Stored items

=== Section Start ===

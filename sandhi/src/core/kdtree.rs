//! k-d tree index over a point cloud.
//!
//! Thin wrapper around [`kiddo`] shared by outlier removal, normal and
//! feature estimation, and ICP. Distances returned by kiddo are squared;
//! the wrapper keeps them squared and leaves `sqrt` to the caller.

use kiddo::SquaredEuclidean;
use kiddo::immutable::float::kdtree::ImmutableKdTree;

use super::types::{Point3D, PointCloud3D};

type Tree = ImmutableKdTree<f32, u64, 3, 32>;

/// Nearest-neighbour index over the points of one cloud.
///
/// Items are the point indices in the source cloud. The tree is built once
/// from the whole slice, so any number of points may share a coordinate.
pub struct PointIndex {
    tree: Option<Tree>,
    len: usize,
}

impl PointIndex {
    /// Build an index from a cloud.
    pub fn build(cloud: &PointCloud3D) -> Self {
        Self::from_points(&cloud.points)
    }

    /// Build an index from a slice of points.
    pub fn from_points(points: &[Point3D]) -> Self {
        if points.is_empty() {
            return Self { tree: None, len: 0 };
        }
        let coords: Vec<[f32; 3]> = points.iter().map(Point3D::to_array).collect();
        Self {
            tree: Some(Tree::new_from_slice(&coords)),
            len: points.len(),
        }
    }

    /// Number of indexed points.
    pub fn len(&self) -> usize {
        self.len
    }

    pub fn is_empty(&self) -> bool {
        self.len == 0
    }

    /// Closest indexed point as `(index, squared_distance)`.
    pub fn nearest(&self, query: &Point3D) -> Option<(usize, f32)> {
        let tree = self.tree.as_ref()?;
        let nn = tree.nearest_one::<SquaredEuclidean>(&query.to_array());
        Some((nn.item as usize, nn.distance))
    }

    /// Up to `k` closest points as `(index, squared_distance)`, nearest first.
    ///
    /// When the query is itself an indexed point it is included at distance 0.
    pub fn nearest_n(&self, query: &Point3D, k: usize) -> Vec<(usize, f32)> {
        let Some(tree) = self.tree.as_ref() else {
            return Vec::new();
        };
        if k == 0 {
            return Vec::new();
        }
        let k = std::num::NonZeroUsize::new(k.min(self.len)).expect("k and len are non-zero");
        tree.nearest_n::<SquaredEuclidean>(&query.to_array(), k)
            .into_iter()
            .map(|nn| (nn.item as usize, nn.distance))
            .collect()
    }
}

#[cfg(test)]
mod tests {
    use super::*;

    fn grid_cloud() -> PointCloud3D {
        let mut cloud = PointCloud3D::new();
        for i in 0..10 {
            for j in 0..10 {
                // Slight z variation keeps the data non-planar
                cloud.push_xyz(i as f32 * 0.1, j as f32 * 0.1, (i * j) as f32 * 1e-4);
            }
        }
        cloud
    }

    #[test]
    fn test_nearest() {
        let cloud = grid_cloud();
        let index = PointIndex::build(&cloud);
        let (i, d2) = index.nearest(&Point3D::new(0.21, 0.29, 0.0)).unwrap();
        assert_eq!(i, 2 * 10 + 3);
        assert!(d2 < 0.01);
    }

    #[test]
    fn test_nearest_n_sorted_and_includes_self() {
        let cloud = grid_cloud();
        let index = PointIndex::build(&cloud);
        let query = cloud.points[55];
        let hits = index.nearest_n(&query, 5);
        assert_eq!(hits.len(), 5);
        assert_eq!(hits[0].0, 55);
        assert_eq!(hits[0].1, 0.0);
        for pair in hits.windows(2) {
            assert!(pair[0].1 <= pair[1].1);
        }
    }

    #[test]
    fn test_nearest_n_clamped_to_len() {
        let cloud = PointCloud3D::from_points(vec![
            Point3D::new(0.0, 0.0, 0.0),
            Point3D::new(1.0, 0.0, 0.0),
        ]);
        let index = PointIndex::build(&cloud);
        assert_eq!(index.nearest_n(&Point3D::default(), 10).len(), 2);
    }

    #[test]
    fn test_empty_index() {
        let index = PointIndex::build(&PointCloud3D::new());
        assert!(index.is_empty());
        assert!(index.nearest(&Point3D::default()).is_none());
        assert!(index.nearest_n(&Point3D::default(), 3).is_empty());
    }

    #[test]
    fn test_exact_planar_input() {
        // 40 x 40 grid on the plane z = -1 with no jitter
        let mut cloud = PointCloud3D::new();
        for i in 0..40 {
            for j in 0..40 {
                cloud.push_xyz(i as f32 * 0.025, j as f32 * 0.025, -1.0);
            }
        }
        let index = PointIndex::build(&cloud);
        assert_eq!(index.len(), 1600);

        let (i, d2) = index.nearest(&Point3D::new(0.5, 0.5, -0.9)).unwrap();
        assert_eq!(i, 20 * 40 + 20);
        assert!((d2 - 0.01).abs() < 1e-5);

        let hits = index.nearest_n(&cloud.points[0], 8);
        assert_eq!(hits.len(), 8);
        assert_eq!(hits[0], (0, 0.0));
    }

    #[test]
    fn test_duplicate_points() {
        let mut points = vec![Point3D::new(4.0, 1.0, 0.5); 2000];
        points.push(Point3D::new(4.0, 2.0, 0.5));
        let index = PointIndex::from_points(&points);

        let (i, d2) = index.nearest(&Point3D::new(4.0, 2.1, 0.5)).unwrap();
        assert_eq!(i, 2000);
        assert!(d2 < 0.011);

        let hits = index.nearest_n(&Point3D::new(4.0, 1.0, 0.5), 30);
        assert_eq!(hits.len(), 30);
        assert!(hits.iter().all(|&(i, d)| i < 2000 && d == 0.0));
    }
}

=== Section End ===

Your answer should be the lines above, from the line containing "for i in 0..40" up to and including the line containing "assert_eq!(hits[0], (0, 0.0));", reproduced exactly and with nothing else.

        for i in 0..40 {
            for j in 0..40 {
                cloud.push_xyz(i as f32 * 0.025, j as f32 * 0.025, -1.0);
            }
        }
        let index = PointIndex::build(&cloud);
        assert_eq!(index.len(), 1600);

        let (i, d2) = index.nearest(&Point3D::new(0.5, 0.5, -0.9)).unwrap();
        assert_eq!(i, 20 * 40 + 20);
        assert!((d2 - 0.01).abs() < 1e-5);

        let hits = index.nearest_n(&cloud.points[0], 8);
        assert_eq!(hits.len(), 8);
        assert_eq!(hits[0], (0, 0.0));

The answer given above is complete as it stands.